Using the W. M. Keck Observatory in Hawaii, a group of astronomers led by Joseph Hennawi of the Max Planck Institute for Astronomy have discovered the first quadruple quasar: four rare active black holes situated in close proximity to one another. The quartet resides in one of the most massive structures ever discovered in the distant universe, and is surrounded by a giant nebula of cool dense gas. Because the discovery comes with one-in-ten-million odds, perhaps cosmologists need to rethink their models of quasar evolution and the formation of the most massive cosmic structures. The results are being published in the May 15, 2015 edition of the journal Science.

Quasar Quartet
Image of the region of the space occupied by the rare quasar quartet. The four quasars are indicated by arrows. Credit: Hennawi & Arrigoni-Battaia, MPIA
Hitting the jackpot is one thing, but if you hit the jackpot four times in a row you might wonder if the odds were somehow stacked in your favor.

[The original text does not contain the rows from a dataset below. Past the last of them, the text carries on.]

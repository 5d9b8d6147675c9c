//! src/storage/mod.rs
use crate::error::error_chain_fmt;

mod memory;
mod s3;

pub use memory::InMemoryStorage;
pub use s3::S3Storage;

/// Blob store addressed by `(bucket, key)`.
///
/// Implementations provide atomic per-key reads and writes with last write
/// wins semantics. Nothing spanning more than one key is transactional.
#[async_trait::async_trait]
pub trait ObjectStore: Send + Sync + std::fmt::Debug {
    async fn get(&self, bucket: &str, key: &str) -> Result<Vec<u8>, StoreError>;

    async fn put(&self, bucket: &str, key: &str, data: &[u8]) -> Result<(), StoreError>;
}

#[derive(thiserror::Error)]
pub enum StoreError {
    #[error("Object {bucket}/{key} not found")]
    NotFound { bucket: String, key: String },
    #[error(transparent)]
    Failure(#[from] anyhow::Error),
}

impl std::fmt::Debug for StoreError {
    fn fmt(&self, f: &mut std::fmt::Formatter<'_>) -> std::fmt::Result {
        error_chain_fmt(f, self)
    }
}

Quasars constitute a brief phase of galaxy evolution, powered by the in-fall of matter onto a supermassive black hole at the center of a galaxy. During this phase, they are the most luminous objects in the Universe, shining hundreds of times brighter than their host galaxies, which themselves contain hundreds of billions of stars. But these hyper-luminous episodes last only a tiny fraction of a galaxy’s lifetime, which is why astronomers need to be very lucky to catch any given galaxy in the act. As a result, quasars are exceedingly rare on the sky, and are typically separated by hundreds of millions of light years from one another. The researchers estimate that the odds of discovering a quadruple quasar by chance is one in ten million. How on Earth did they get so lucky?

Clues come from peculiar properties of the quartet’s environment. The four quasars are surrounded by a giant nebula of cool dense hydrogen gas, which emits light because it is irradiated by the intense glare of the quasars. In addition, both the quartet and the surrounding nebula reside in a rare corner of the universe with a surprisingly large amount of matter. “There are several hundred times more galaxies in this region than you would expect to see at these distances,” said J. Xavier Prochaska, professor at the University of California Santa Cruz and the principal investigator of the Keck Observatory observations.